Logan Herbert Roots D.D. (July 27, 1870 – September 23, 1945) was an American missionary to China and from 1904 to 1925 served as the Episcopal Bishop of Hankow.

Early life and path to ordination
Born in Tamaroa, Illinois he attended Harvard College graduating with an A.B. Degree in 1891. At Harvard he was a member of Delta Upsilon fraternity. Roots later attended the Episcopal Theological School in Cambridge, graduating in 1896 and was subsequently ordained deacon.

Missionary work in China
In the autumn of 1896 Roots crossed the Pacific to start his new life as a church missionary in China.  His initial assignment was as an English instructor at the Boone School in Wuchang.

Roots was consecrated at Emmanuel Church in Boston on November 14, 1904 as the second Bishop of Hankow, succeeding James Addison Ingle. The Protestant Episcopal Church Mission in Hankow underwent severe challenges during Roots' period as bishop; Hankow being captured in 1912 during the Xinhai Revolution and the adjacent district of Wuhan becoming one of the main battlegrounds between the imperial and revolutionary forces. St.

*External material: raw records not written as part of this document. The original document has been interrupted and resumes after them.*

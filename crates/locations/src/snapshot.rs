use std::collections::HashMap;
use std::path::{Component, Path, PathBuf};

/// Capability for mapping an engine-reported source path to a file inside a
/// versioned source snapshot.
///
/// The concrete backing (an unpacked archive directory, a fixed map, ...) is
/// the snapshot provider's business; the resolver only asks this one
/// question.
pub trait SourceSnapshot: Send + Sync {
    /// Maps `path` to a file in the snapshot, or `None` if the snapshot does
    /// not contain it.
    fn resolve_source_file(&self, path: &str) -> Option<PathBuf>;
}

/// A snapshot backed by an unpacked source tree on disk.
///
/// Engine paths are absolute paths from the machine the snapshot was taken
/// on; they are re-rooted under `root` and only returned if the file
/// actually exists there.
pub struct DirectorySnapshot {
    root: PathBuf,
}

impl DirectorySnapshot {
    pub fn new(root: impl Into<PathBuf>) -> Self {
        Self { root: root.into() }
    }

    pub fn root(&self) -> &Path {
        &self.root
    }
}

impl SourceSnapshot for DirectorySnapshot {
    fn resolve_source_file(&self, path: &str) -> Option<PathBuf> {
        let mut candidate = self.root.clone();
        // Re-root the path, refusing traversal outside the snapshot.
        for component in Path::new(path).components() {
            match component {
                Component::Normal(part) => candidate.push(part),
                Component::RootDir | Component::Prefix(_) | Component::CurDir => {}
                Component::ParentDir => return None,
            }
        }
        if candidate.is_file() {
            Some(candidate)
        } else {
            log::debug!("source file {path} not present in snapshot");
            None
        }
    }
}

/// A snapshot with a fixed path mapping. Mostly useful in tests.
#[derive(Default)]
pub struct StaticSnapshot {
    files: HashMap<String, PathBuf>,
}

impl StaticSnapshot {
    pub fn new() -> Self {
        Self::default()
    }

    pub fn with_file(mut self, path: impl Into<String>, target: impl Into<PathBuf>) -> Self {
        self.files.insert(path.into(), target.into());
        self
    }
}

impl SourceSnapshot for StaticSnapshot {
    fn resolve_source_file(&self, path: &str) -> Option<PathBuf> {
        self.files.get(path).cloned()
    }
}
use crate::error::{Result, StoreError};
use crate::types::{
    CellValue, Column, Page, Pagination, QueryMetadata, ResultSetSchema, SortDirection, SourceInfo,
    StoreInfo,
};
use crate::ResultStore;
use async_trait::async_trait;
use querylens_sarif::Log;
use std::cmp::Ordering;
use std::collections::HashMap;
use std::path::{Path, PathBuf};
use std::sync::atomic::{AtomicBool, AtomicUsize, Ordering as AtomicOrdering};
use std::sync::Mutex;

/// One named result set held in memory.
#[derive(Debug, Clone)]
pub struct MemoryTable {
    pub name: String,
    pub columns: Vec<Column>,
    pub rows: Vec<Vec<CellValue>>,
}

/// An in-process result store.
///
/// Pages are served straight from row vectors; the "offsets" handed out in
/// pagination indexes are plain row indices, which exercises the rule that
/// offsets are opaque to everything but the engine that issued them.
/// Besides being the test double for every coordinator test, it backs
/// tooling that wants the paging semantics without an engine binary.
#[derive(Default)]
pub struct MemoryStore {
    files: Mutex<HashMap<PathBuf, Vec<MemoryTable>>>,
    interpretations: Mutex<HashMap<PathBuf, Log>>,
    sort_calls: AtomicUsize,
    fail_next_sort: AtomicBool,
}

impl MemoryStore {
    pub fn new() -> Self {
        Self::default()
    }

    pub fn add_results(&self, path: impl Into<PathBuf>, tables: Vec<MemoryTable>) {
        self.files
            .lock()
            .expect("memory store poisoned")
            .insert(path.into(), tables);
    }

    pub fn add_interpretation(&self, path: impl Into<PathBuf>, log: Log) {
        self.interpretations
            .lock()
            .expect("memory store poisoned")
            .insert(path.into(), log);
    }

    /// Number of `sort` calls served so far, including failed ones.
    pub fn sort_calls(&self) -> usize {
        self.sort_calls.load(AtomicOrdering::SeqCst)
    }

    /// Makes the next `sort` call fail with an engine error.
    pub fn fail_next_sort(&self) {
        self.fail_next_sort.store(true, AtomicOrdering::SeqCst);
    }

    fn tables(&self, results: &Path) -> Result<Vec<MemoryTable>> {
        self.files
            .lock()
            .expect("memory store poisoned")
            .get(results)
            .cloned()
            .ok_or_else(|| StoreError::UnknownResults(results.to_path_buf()))
    }

    fn table(&self, results: &Path, result_set: &str) -> Result<MemoryTable> {
        self.tables(results)?
            .into_iter()
            .find(|table| table.name == result_set)
            .ok_or_else(|| StoreError::Engine {
                code: Some(2),
                stderr: format!("no result set {result_set}"),
            })
    }
}

fn cell_ordering(left: &CellValue, right: &CellValue) -> Ordering {
    match (left, right) {
        (CellValue::Integer(a), CellValue::Integer(b)) => a.cmp(b),
        (CellValue::Float(a), CellValue::Float(b)) => a.partial_cmp(b).unwrap_or(Ordering::Equal),
        (CellValue::Integer(a), CellValue::Float(b)) => {
            (*a as f64).partial_cmp(b).unwrap_or(Ordering::Equal)
        }
        (CellValue::Float(a), CellValue::Integer(b)) => {
            a.partial_cmp(&(*b as f64)).unwrap_or(Ordering::Equal)
        }
        (CellValue::String(a), CellValue::String(b)) => a.cmp(b),
        (CellValue::Boolean(a), CellValue::Boolean(b)) => a.cmp(b),
        (CellValue::Entity(a), CellValue::Entity(b)) => a.label.cmp(&b.label),
        // Mixed kinds should not happen in a well-typed column; keep the
        // original order.
        _ => Ordering::Equal,
    }
}

#[async_trait]
impl ResultStore for MemoryStore {
    async fn info(&self, results: &Path, page_size: usize) -> Result<StoreInfo> {
        let tables = self.tables(results)?;
        let result_sets = tables
            .into_iter()
            .map(|table| ResultSetSchema {
                name: table.name,
                rows: table.rows.len(),
                columns: table.columns,
                pagination: Some(Pagination {
                    step_size: page_size,
                    offsets: (0..table.rows.len())
                        .step_by(page_size.max(1))
                        .map(|row| row as u64)
                        .collect(),
                }),
            })
            .collect();
        Ok(StoreInfo { result_sets })
    }

    async fn decode_page(
        &self,
        results: &Path,
        result_set: &str,
        page_size: usize,
        offset: u64,
    ) -> Result<Page> {
        let table = self.table(results, result_set)?;
        let start = (offset as usize).min(table.rows.len());
        let end = start.saturating_add(page_size).min(table.rows.len());
        Ok(Page {
            tuples: table.rows[start..end].to_vec(),
            next: (end < table.rows.len()).then_some(end as u64),
        })
    }

    async fn sort(
        &self,
        results: &Path,
        dest: &Path,
        result_set: &str,
        columns: &[usize],
        directions: &[SortDirection],
    ) -> Result<()> {
        self.sort_calls.fetch_add(1, AtomicOrdering::SeqCst);
        // An engine call always suspends; let concurrent callers reach the
        // coordinator while this sort is "in flight".
        tokio::task::yield_now().await;
        if self.fail_next_sort.swap(false, AtomicOrdering::SeqCst) {
            return Err(StoreError::Engine {
                code: Some(1),
                stderr: "sort failed".to_string(),
            });
        }
        let mut table = self.table(results, result_set)?;
        table.rows.sort_by(|left, right| {
            for (column, direction) in columns.iter().zip(directions) {
                let ordering = match (left.get(*column), right.get(*column)) {
                    (Some(a), Some(b)) => cell_ordering(a, b),
                    _ => Ordering::Equal,
                };
                let ordering = match direction {
                    SortDirection::Ascending => ordering,
                    SortDirection::Descending => ordering.reverse(),
                };
                if ordering != Ordering::Equal {
                    return ordering;
                }
            }
            Ordering::Equal
        });
        self.files
            .lock()
            .expect("memory store poisoned")
            .insert(dest.to_path_buf(), vec![table]);
        Ok(())
    }

    async fn interpret(
        &self,
        _metadata: &QueryMetadata,
        results: &Path,
        output: &Path,
        _source: Option<&SourceInfo>,
    ) -> Result<Log> {
        let log = self
            .interpretations
            .lock()
            .expect("memory store poisoned")
            .get(results)
            .cloned()
            .ok_or_else(|| StoreError::Engine {
                code: Some(2),
                stderr: format!("no interpretation for {}", results.display()),
            })?;
        tokio::fs::write(output, serde_json::to_vec(&log)?).await?;
        Ok(log)
    }
}
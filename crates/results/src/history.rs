use crate::error::Result;
use crate::query::CompletedQuery;
use serde::{Deserialize, Serialize};
use std::fmt;
use std::path::Path;

/// Identifies one completed evaluation for the lifetime of a session.
pub type RunId = u64;

/// How an evaluation ended. Durations are what the engine reported.
#[derive(Debug, Clone, Copy, PartialEq, Eq, Serialize, Deserialize)]
#[serde(tag = "t", rename_all = "snake_case")]
pub enum QueryStatus {
    Success { evaluation_ms: u64 },
    Cancelled { evaluation_ms: u64 },
    OutOfMemory,
    Timeout { evaluation_ms: u64 },
    Failed,
}

impl QueryStatus {
    pub fn is_success(&self) -> bool {
        matches!(self, QueryStatus::Success { .. })
    }

    fn seconds(ms: u64) -> f64 {
        ms as f64 / 1000.0
    }
}

impl fmt::Display for QueryStatus {
    fn fmt(&self, f: &mut fmt::Formatter<'_>) -> fmt::Result {
        match self {
            QueryStatus::Success { evaluation_ms } => {
                write!(f, "finished in {} seconds", Self::seconds(*evaluation_ms))
            }
            QueryStatus::Cancelled { evaluation_ms } => {
                write!(f, "cancelled after {} seconds", Self::seconds(*evaluation_ms))
            }
            QueryStatus::OutOfMemory => write!(f, "out of memory"),
            QueryStatus::Timeout { evaluation_ms } => {
                write!(f, "timed out after {} seconds", Self::seconds(*evaluation_ms))
            }
            QueryStatus::Failed => write!(f, "failed"),
        }
    }
}

/// How history entries are labeled by default. `%q`, `%d`, `%t` and `%s`
/// interpolate the query name, database name, completion time and status;
/// `%%` is a literal percent sign.
#[derive(Debug, Clone, PartialEq, Eq, Serialize, Deserialize)]
pub struct HistoryConfig {
    pub format: String,
}

impl Default for HistoryConfig {
    fn default() -> Self {
        Self {
            format: "%q on %d - %t, %s".to_string(),
        }
    }
}

impl HistoryConfig {
    pub fn from_toml(text: &str) -> Result<Self> {
        Ok(toml::from_str(text)?)
    }

    pub fn from_file(path: &Path) -> Result<Self> {
        Ok(Self::from_toml(&std::fs::read_to_string(path)?)?)
    }
}

/// The completed evaluations of one session, in completion order, with a
/// notion of the entry the user is looking at.
#[derive(Default)]
pub struct QueryHistory {
    entries: Vec<CompletedQuery>,
    current: Option<RunId>,
}

impl QueryHistory {
    pub fn new() -> Self {
        Self::default()
    }

    /// Appends an entry and makes it current.
    pub fn push(&mut self, query: CompletedQuery) -> RunId {
        let run_id = query.run_id();
        self.current = Some(run_id);
        self.entries.push(query);
        run_id
    }

    pub fn get(&self, run_id: RunId) -> Option<&CompletedQuery> {
        self.entries.iter().find(|entry| entry.run_id() == run_id)
    }

    pub fn get_mut(&mut self, run_id: RunId) -> Option<&mut CompletedQuery> {
        self.entries
            .iter_mut()
            .find(|entry| entry.run_id() == run_id)
    }

    pub fn current(&self) -> Option<&CompletedQuery> {
        self.get(self.current?)
    }

    pub fn set_current(&mut self, run_id: RunId) -> bool {
        if self.get(run_id).is_some() {
            self.current = Some(run_id);
            true
        } else {
            false
        }
    }

    /// Removes an entry. When the removed entry was current, a neighbor
    /// close to the removed index becomes current instead, if any remains.
    pub fn remove(&mut self, run_id: RunId) -> Option<CompletedQuery> {
        let index = self
            .entries
            .iter()
            .position(|entry| entry.run_id() == run_id)?;
        let removed = self.entries.remove(index);
        if self.current == Some(run_id) {
            self.current = if self.entries.is_empty() {
                None
            } else {
                Some(self.entries[index.min(self.entries.len() - 1)].run_id())
            };
        }
        Some(removed)
    }

    pub fn iter(&self) -> impl Iterator<Item = &CompletedQuery> {
        self.entries.iter()
    }

    pub fn len(&self) -> usize {
        self.entries.len()
    }

    pub fn is_empty(&self) -> bool {
        self.entries.is_empty()
    }
}
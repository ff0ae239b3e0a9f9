//! # QueryLens Diagnostics
//!
//! Projects an interpreted result set into per-file diagnostic collections,
//! the shape an editor surface consumes. Each alert becomes one diagnostic
//! at its resolved primary location; `[text](id)` references in the alert
//! message become related-information entries pointing at the referenced
//! locations.
//!
//! Projection is best effort all the way down: alerts without a message or
//! location are skipped with a log line, unresolvable locations degrade to
//! plain text, and a dangling reference id keeps its text without a
//! cross-reference. Projecting the same interpretation twice yields the
//! same map.

mod projector;
mod store;
mod types;

pub use projector::project;
pub use store::DiagnosticsStore;
pub use types::{Diagnostic, FileDiagnostics, RelatedInformation, Severity};
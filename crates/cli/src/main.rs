use anyhow::{bail, Context as AnyhowContext, Result};
use clap::{Args, Parser, Subcommand};
use querylens_diagnostics::project;
use querylens_interface::{page_links, PageLink};
use querylens_locations::{DirectorySnapshot, ResolvableLocation};
use querylens_results::{
    interpretation, results_header, CompletedQuery, QueryInfo, QueryStatus, ResultsPaths,
    ALERTS_PER_RUN_LIMIT, PAGE_SIZE,
};
use querylens_store::{
    CellValue, EngineClient, QueryMetadata, ResultStore, SortDirection, SortSpec, SourceInfo,
};
use std::path::PathBuf;

#[derive(Parser)]
#[command(name = "querylens")]
#[command(about = "Browse analysis-engine result stores from the terminal", long_about = None)]
#[command(version)]
struct Cli {
    #[command(subcommand)]
    command: Commands,

    /// Path to the result-store engine binary
    #[arg(long, global = true, default_value = "qlengine")]
    engine: PathBuf,

    /// Enable verbose logging
    #[arg(short, long, global = true)]
    verbose: bool,

    /// Quiet mode: log only warnings/errors
    #[arg(long, global = true)]
    quiet: bool,
}

#[derive(Subcommand)]
enum Commands {
    /// List the result sets in a results file
    Info(InfoArgs),
    /// Print one page of one result set
    Page(PageArgs),
    /// Interpret results as alerts and print them
    Alerts(AlertsArgs),
}

#[derive(Args)]
struct InfoArgs {
    /// The results file to describe
    results: PathBuf,
}

#[derive(Args)]
struct PageArgs {
    /// The results file to read
    results: PathBuf,

    /// Result set to page through
    #[arg(long, default_value = "#select")]
    set: String,

    /// Page number, starting at 0
    #[arg(long, default_value_t = 0)]
    page: usize,

    /// Sort by this column index before paging
    #[arg(long)]
    sort_column: Option<usize>,

    /// Sort descending instead of ascending
    #[arg(long)]
    descending: bool,
}

#[derive(Args)]
struct AlertsArgs {
    /// The results file to interpret
    results: PathBuf,

    /// Result kind from the query metadata, e.g. "problem"
    #[arg(long)]
    kind: String,

    /// Query id from the query metadata
    #[arg(long)]
    id: Option<String>,

    /// Unpacked source snapshot to resolve alert locations against
    #[arg(long)]
    source_archive: Option<PathBuf>,

    /// Path prefix the analysis ran under
    #[arg(long, default_value = "")]
    source_prefix: String,
}

#[tokio::main]
async fn main() -> Result<()> {
    let cli = Cli::parse();

    let mut builder =
        env_logger::Builder::from_env(env_logger::Env::default().default_filter_or("info"));
    if cli.quiet {
        builder.filter_level(log::LevelFilter::Warn);
    } else if cli.verbose {
        builder.filter_level(log::LevelFilter::Debug);
    }
    builder.target(env_logger::Target::Stderr).init();

    let engine = EngineClient::new(&cli.engine);
    match cli.command {
        Commands::Info(args) => run_info(&engine, args).await,
        Commands::Page(args) => run_page(&engine, args).await,
        Commands::Alerts(args) => run_alerts(&engine, args).await,
    }
}

async fn run_info(engine: &EngineClient, args: InfoArgs) -> Result<()> {
    let info = engine
        .info(&args.results, PAGE_SIZE)
        .await
        .with_context(|| format!("describing {}", args.results.display()))?;
    for set in &info.result_sets {
        let columns: Vec<String> = set
            .columns
            .iter()
            .enumerate()
            .map(|(index, column)| {
                column
                    .name
                    .clone()
                    .unwrap_or_else(|| format!("[{index}]"))
            })
            .collect();
        println!("{}\t{} rows\t({})", set.name, set.rows, columns.join(", "));
    }
    Ok(())
}

async fn run_page(engine: &EngineClient, args: PageArgs) -> Result<()> {
    let paths = ResultsPaths::for_results(args.results.clone());
    let status = QueryStatus::Success { evaluation_ms: 0 };
    let header = results_header(engine, &status, &paths).await?;
    let rows = header
        .as_ref()
        .and_then(|header| header.result_set(&args.set))
        .map(|schema| schema.rows)
        .unwrap_or(0);

    let query = CompletedQuery::new(
        QueryInfo {
            run_id: 0,
            query_name: query_name(&args.results),
            database_name: String::new(),
            time: String::new(),
            metadata: None,
            paths,
        },
        status,
        header,
    );

    let sort = args.sort_column.map(|column_index| SortSpec {
        column_index,
        direction: if args.descending {
            SortDirection::Descending
        } else {
            SortDirection::Ascending
        },
    });
    let Some(page) = query
        .get_page(engine, &args.set, args.page, sort.as_ref())
        .await?
    else {
        bail!("no page {} in result set {}", args.page, args.set);
    };

    for (index, tuple) in page.tuples.iter().enumerate() {
        let cells: Vec<String> = tuple.iter().map(render_cell).collect();
        println!("{}\t{}", args.page * PAGE_SIZE + index + 1, cells.join("\t"));
    }

    let total_pages = if rows == 0 { 1 } else { (rows - 1) / PAGE_SIZE + 1 };
    println!("{}", render_page_strip(total_pages, args.page));
    Ok(())
}

async fn run_alerts(engine: &EngineClient, args: AlertsArgs) -> Result<()> {
    let paths = ResultsPaths::for_results(args.results.clone());
    let metadata = QueryMetadata {
        kind: Some(args.kind.clone()),
        id: args.id.clone(),
        ..QueryMetadata::default()
    };
    let source_info = args.source_archive.as_ref().map(|archive| SourceInfo {
        source_archive: archive.clone(),
        source_location_prefix: args.source_prefix.clone(),
    });

    let interpretation = interpretation(
        engine,
        Some(&metadata),
        &paths,
        source_info.as_ref(),
        &args.source_prefix,
        ALERTS_PER_RUN_LIMIT,
    )
    .await?;

    let results = interpretation
        .log
        .runs
        .first()
        .and_then(|run| run.results.as_ref());
    match results {
        None => println!("no alerts"),
        Some(results) => {
            for result in results {
                let message = result.message.text.as_deref().unwrap_or("<no message>");
                println!("warning: {message}");
            }
        }
    }
    if interpretation.num_truncated_results > 0 {
        println!(
            "({} results truncated)",
            interpretation.num_truncated_results
        );
    }

    if let Some(archive) = &args.source_archive {
        let snapshot = DirectorySnapshot::new(archive);
        let diagnostics = project(&interpretation, &snapshot);
        for (file, entries) in &diagnostics {
            println!("{}: {} diagnostic(s)", file.display(), entries.len());
            for diagnostic in entries {
                println!(
                    "  {}:{}: {}",
                    diagnostic.range.start.line + 1,
                    diagnostic.range.start.column + 1,
                    diagnostic.message
                );
            }
        }
    }
    Ok(())
}

fn query_name(results: &std::path::Path) -> String {
    results
        .file_stem()
        .map(|stem| stem.to_string_lossy().into_owned())
        .unwrap_or_default()
}

/// Renders a cell the way the results table would: entities become links
/// when their location is resolvable, plain labels otherwise.
fn render_cell(cell: &CellValue) -> String {
    match cell {
        CellValue::Entity(entity) => {
            let label = match entity.label.as_deref() {
                None | Some("") => "[empty string]",
                Some(label) => label,
            };
            match entity.location.as_ref().and_then(|loc| loc.resolvable()) {
                Some(ResolvableLocation::LineColumn {
                    uri,
                    line_start,
                    col_start,
                    ..
                }) => format!("{label} ({uri}:{line_start}:{col_start})"),
                Some(ResolvableLocation::WholeFile { uri }) => format!("{label} ({uri})"),
                None => label.to_string(),
            }
        }
        other => other.to_string(),
    }
}

fn render_page_strip(total_pages: usize, selected: usize) -> String {
    let rendered: Vec<String> = page_links(total_pages, selected)
        .into_iter()
        .map(|link| match link {
            PageLink::Link(index) => (index + 1).to_string(),
            PageLink::Current(index) => format!("[{}]", index + 1),
            PageLink::Gap => "...".to_string(),
        })
        .collect();
    format!("pages: {}", rendered.join(" "))
}
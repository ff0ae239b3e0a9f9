//! # QueryLens Locations
//!
//! The location model shared by every result-facing component: how the
//! analysis engine describes a place in the analyzed source tree, and how
//! that description is turned into a concrete file and text range inside a
//! source snapshot.
//!
//! Engine locations come in four styles, only two of which can be navigated
//! to (`LineColumn` and `WholeFile`, and only with a non-empty uri). The
//! classification is pure and total: it never fails, it only declines.
//!
//! ```text
//! Location ──resolvable()──> Option<ResolvableLocation>
//!                                     │
//!                 resolve(loc, snapshot)
//!                                     │
//!                                     └─> Option<ResolvedLocation { file, range }>
//! ```
//!
//! Resolution is best effort by design. A location that does not classify,
//! or whose file is absent from the snapshot, yields `None` and the caller
//! renders plain text or skips a diagnostic instead.

mod location;
mod range;
mod resolver;
mod snapshot;

pub use location::{Location, ResolvableLocation};
pub use range::{Position, Range, ResolvedLocation};
pub use resolver::resolve;
pub use snapshot::{DirectorySnapshot, SourceSnapshot, StaticSnapshot};
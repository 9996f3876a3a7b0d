//! accord-rpc: the client-side RPC session core of the accord consensus
//! service.
//!
//! This crate provides:
//! - A multiplexed client session ([`ClientSession`]) over one connection,
//!   with per-request handles ([`OpaqueRpc`]), liveness pings, and
//!   session-wide failure semantics
//! - The wire frame and codec ([`Frame`])
//! - Transports ([`Transport`], [`StreamTransport`], [`MemTransport`])
//!
//! Request and reply payloads are opaque byte buffers; marshalling belongs
//! to the RPC layer above this crate.

mod address;
mod error;
mod frame;
mod rpc;
mod session;
mod transport;

pub use address::ServerAddress;
pub use error::{RpcError, TransportError};
pub use frame::{Frame, MessageId, FRAME_HEADER_SIZE, PING_MESSAGE_ID};
pub use rpc::{OpaqueRpc, RpcStatus};
pub use session::{ClientSession, CONNECT_MAX_DEADLINE, TIMEOUT_MS};
pub use transport::{MemTransport, StreamTransport, Transport};
//! End-to-end tests over real TCP sockets.

use std::time::Duration;

use bytes::Bytes;
use tokio::net::TcpListener;
use tokio::time::Instant;

use accord_rpc::{ClientSession, RpcStatus, StreamTransport, Transport};

const MAX_MESSAGE_LENGTH: u32 = 1 << 16;

/// Accept one connection and echo every frame back (pings included).
async fn serve_one_echo(listener: TcpListener) {
    let (sock, _) = listener.accept().await.expect("accept");
    let transport = StreamTransport::new(sock, MAX_MESSAGE_LENGTH);
    while let Ok(frame) = transport.recv_frame().await {
        if transport.send_frame(frame).await.is_err() {
            break;
        }
    }
}

#[tokio::test]
async fn connect_and_round_trip() {
    let listener = TcpListener::bind("127.0.0.1:0").await.unwrap();
    let addr = listener.local_addr().unwrap();
    let server = tokio::spawn(serve_one_echo(listener));

    let session = ClientSession::connect(
        addr.into(),
        MAX_MESSAGE_LENGTH,
        Instant::now() + Duration::from_secs(5),
    )
    .await;
    assert!(session.error_message().is_empty(), "{}", session.error_message());
    assert_eq!(session.to_string(), format!("Active session to {addr}"));

    let mut rpc = session.send_request(Bytes::from_static(b"over tcp")).await;
    rpc.wait(Some(Instant::now() + Duration::from_secs(5))).await;
    rpc.update();
    assert_eq!(rpc.status(), RpcStatus::Ok);
    assert_eq!(rpc.reply(), b"over tcp");
    assert_eq!(session.active_rpcs(), 0);

    drop(session);
    server.abort();
}

#[tokio::test]
async fn server_hangup_fails_the_session() {
    let listener = TcpListener::bind("127.0.0.1:0").await.unwrap();
    let addr = listener.local_addr().unwrap();
    let server = tokio::spawn(async move {
        let (sock, _) = listener.accept().await.expect("accept");
        let transport = StreamTransport::new(sock, MAX_MESSAGE_LENGTH);
        // Echo a single frame, then hang up.
        let frame = transport.recv_frame().await.expect("first frame");
        transport.send_frame(frame).await.expect("echo");
    });

    let session = ClientSession::connect(
        addr.into(),
        MAX_MESSAGE_LENGTH,
        Instant::now() + Duration::from_secs(5),
    )
    .await;

    let mut rpc = session.send_request(Bytes::from_static(b"one")).await;
    rpc.wait(Some(Instant::now() + Duration::from_secs(5))).await;
    rpc.update();
    assert_eq!(rpc.status(), RpcStatus::Ok);

    server.await.unwrap();

    // The demux task observes EOF shortly after the server goes away.
    let deadline = Instant::now() + Duration::from_secs(5);
    while session.error_message().is_empty() {
        assert!(Instant::now() < deadline, "session never noticed the hangup");
        tokio::time::sleep(Duration::from_millis(5)).await;
    }
    assert_eq!(
        session.error_message(),
        format!("Disconnected from server {addr}")
    );

    let mut rpc2 = session.send_request(Bytes::from_static(b"two")).await;
    rpc2.update();
    assert_eq!(rpc2.status(), RpcStatus::Error);
}

#[tokio::test]
async fn connection_refused_yields_born_dead_session() {
    // Bind to get a port the kernel just freed, then connect to it closed.
    let listener = TcpListener::bind("127.0.0.1:0").await.unwrap();
    let addr = listener.local_addr().unwrap();
    drop(listener);

    let session = ClientSession::connect(
        addr.into(),
        MAX_MESSAGE_LENGTH,
        Instant::now() + Duration::from_secs(5),
    )
    .await;
    let error = session.error_message();
    assert!(
        error.starts_with(&format!("Failed to connect socket to {addr}:")),
        "unexpected error: {error}"
    );

    // A born-dead session still hands out RPC handles.
    let mut rpc = session.send_request(Bytes::from_static(b"req")).await;
    rpc.wait(None).await;
    rpc.update();
    assert_eq!(rpc.status(), RpcStatus::Error);
    assert_eq!(rpc.error_message(), error);
}

#[tokio::test]
async fn client_connect_helper_is_usable_with_resolved_text() {
    let listener = TcpListener::bind("127.0.0.1:0").await.unwrap();
    let addr = listener.local_addr().unwrap();
    let server = tokio::spawn(serve_one_echo(listener));

    // Exercise the resolve() path with a literal host:port.
    let address = accord_rpc::ServerAddress::resolve(&addr.to_string());
    assert!(address.is_valid());

    let session = ClientSession::connect(
        address,
        MAX_MESSAGE_LENGTH,
        Instant::now() + Duration::from_secs(5),
    )
    .await;
    let mut rpc = session.send_request(Bytes::from_static(b"hi")).await;
    rpc.wait(Some(Instant::now() + Duration::from_secs(5))).await;
    rpc.update();
    assert_eq!(rpc.status(), RpcStatus::Ok);

    drop(session);
    server.abort();
}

Paul's Cathedral in Hankow was used as a hospital to treat the battle wounded and normal church activity was very much restricted.

Roots was in turn succeeded as bishop in 1925 by Alfred A. Gilman.

Roots was awarded an Honorary D.D. by both the University of the South and Harvard University. He died in 1945 on Mackinac Island, where he is buried.

See also 

Protestant missions in China 1807-1953
Christianity in China
List of Delta Upsilon alumni

References 
 John McCook Roots, Warrior's Testament memorial volume (Los Angeles: Parker and Company, no date)

External links 
The Bishops of the American Church Mission in China (1908)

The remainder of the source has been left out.